Go through the data line by line. Copy each one holding the string "PathBuf".
** Opening PROVIDED MATERIAL block **
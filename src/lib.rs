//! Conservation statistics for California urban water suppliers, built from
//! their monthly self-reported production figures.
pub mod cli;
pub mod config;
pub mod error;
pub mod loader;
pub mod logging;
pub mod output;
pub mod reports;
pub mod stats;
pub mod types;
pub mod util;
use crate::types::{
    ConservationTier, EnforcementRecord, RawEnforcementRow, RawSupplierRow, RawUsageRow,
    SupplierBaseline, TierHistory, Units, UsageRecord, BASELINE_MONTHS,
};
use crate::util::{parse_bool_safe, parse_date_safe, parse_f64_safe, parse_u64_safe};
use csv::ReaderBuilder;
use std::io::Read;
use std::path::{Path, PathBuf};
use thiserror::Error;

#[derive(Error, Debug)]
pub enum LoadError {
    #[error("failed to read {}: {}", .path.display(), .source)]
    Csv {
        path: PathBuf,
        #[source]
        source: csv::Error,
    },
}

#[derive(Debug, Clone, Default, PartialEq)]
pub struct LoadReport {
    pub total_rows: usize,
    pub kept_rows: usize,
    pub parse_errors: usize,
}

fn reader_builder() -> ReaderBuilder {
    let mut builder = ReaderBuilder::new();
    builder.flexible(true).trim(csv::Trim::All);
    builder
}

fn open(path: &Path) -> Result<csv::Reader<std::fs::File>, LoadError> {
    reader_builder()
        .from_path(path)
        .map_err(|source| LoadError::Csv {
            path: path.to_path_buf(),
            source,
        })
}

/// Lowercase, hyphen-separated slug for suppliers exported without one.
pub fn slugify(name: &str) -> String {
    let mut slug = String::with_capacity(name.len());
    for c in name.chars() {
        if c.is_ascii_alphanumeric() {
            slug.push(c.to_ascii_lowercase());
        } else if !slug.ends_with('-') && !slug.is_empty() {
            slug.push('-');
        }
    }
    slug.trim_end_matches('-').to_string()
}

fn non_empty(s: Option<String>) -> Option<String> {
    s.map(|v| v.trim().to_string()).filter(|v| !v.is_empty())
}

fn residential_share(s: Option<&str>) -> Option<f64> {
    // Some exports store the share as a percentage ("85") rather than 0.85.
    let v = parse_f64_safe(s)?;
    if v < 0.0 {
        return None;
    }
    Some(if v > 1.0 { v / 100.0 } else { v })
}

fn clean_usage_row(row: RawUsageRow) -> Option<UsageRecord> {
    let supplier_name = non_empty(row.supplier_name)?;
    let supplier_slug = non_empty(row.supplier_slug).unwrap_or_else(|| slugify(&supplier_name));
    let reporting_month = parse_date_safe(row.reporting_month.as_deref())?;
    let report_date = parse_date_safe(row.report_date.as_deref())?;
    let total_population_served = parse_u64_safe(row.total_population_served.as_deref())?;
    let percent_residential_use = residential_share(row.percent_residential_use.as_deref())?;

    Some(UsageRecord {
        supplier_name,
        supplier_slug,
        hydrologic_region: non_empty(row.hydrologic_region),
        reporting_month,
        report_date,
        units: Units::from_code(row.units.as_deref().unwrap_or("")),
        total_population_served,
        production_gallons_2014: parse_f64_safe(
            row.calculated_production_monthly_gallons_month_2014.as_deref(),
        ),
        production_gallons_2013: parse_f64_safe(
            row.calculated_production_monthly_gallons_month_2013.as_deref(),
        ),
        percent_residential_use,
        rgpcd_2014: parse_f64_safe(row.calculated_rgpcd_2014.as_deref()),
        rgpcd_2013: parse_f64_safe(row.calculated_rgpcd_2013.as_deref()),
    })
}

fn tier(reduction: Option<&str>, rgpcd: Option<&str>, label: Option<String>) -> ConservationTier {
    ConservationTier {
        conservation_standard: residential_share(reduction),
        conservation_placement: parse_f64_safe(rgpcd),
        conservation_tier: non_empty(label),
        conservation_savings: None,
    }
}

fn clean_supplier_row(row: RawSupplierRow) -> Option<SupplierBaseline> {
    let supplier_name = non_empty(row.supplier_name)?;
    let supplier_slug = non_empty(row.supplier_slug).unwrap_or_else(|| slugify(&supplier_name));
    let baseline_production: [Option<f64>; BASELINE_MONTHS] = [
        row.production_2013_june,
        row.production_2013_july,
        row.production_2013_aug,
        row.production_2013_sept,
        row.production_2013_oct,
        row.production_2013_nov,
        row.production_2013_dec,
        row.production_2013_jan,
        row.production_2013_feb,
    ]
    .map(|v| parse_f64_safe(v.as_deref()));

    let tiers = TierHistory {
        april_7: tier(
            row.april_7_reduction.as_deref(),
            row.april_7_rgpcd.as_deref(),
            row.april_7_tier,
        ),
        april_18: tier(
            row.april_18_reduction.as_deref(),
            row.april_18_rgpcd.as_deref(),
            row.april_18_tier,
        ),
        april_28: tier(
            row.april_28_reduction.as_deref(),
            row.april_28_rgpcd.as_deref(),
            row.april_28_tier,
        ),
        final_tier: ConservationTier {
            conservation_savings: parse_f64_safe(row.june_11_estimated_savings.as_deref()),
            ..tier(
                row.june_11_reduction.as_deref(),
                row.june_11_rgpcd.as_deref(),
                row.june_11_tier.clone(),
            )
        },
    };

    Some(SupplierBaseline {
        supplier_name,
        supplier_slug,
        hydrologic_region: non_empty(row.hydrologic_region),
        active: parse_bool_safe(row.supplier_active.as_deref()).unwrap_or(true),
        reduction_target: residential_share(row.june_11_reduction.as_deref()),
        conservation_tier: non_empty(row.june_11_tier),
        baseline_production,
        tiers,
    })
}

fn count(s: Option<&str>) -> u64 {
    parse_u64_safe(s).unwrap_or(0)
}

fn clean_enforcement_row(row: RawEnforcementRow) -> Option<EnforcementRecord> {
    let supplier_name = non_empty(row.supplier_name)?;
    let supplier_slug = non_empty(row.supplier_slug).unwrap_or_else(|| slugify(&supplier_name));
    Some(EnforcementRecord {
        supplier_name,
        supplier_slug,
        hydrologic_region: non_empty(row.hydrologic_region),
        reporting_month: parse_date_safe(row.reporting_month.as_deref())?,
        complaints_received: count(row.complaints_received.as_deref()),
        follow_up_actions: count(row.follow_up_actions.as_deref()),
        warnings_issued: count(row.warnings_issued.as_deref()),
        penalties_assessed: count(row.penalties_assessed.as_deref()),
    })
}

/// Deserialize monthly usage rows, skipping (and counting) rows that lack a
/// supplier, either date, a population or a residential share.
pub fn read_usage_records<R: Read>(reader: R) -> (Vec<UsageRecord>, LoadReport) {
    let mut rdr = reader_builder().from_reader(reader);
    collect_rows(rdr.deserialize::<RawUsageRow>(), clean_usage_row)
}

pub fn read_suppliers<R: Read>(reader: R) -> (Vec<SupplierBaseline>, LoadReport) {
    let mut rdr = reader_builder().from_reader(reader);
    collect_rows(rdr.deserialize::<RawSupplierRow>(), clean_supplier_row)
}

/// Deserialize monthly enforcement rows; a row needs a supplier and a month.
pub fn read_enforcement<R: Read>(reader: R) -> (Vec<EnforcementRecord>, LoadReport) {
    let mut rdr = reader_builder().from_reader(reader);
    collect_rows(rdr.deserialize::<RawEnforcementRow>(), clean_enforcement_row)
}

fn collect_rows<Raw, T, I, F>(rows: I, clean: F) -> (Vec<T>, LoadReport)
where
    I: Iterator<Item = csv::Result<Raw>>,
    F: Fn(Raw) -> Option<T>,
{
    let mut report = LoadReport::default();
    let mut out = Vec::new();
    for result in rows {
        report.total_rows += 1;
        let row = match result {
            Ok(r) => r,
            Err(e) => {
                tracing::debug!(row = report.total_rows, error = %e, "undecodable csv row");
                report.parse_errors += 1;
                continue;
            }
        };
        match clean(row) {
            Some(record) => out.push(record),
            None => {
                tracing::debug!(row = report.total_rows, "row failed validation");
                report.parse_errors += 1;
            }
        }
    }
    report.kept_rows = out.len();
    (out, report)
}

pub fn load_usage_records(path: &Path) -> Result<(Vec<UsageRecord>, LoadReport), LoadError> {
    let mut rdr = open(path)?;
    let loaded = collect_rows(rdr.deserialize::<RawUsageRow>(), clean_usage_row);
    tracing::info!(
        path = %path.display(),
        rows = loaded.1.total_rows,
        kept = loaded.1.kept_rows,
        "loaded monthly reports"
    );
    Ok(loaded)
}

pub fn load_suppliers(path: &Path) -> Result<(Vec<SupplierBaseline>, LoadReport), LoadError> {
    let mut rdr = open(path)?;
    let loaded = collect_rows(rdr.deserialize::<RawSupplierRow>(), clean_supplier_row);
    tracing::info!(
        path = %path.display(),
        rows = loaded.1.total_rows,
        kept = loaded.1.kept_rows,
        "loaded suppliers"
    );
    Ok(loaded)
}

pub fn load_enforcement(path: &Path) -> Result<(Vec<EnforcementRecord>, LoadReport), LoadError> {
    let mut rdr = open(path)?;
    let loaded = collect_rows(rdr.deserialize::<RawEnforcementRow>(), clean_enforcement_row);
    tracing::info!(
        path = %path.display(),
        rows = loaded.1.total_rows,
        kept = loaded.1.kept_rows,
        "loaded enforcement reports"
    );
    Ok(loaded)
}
** Closing PROVIDED MATERIAL block **
OUTPUT FOR THIS TASK:
use std::path::{Path, PathBuf};
        path: PathBuf,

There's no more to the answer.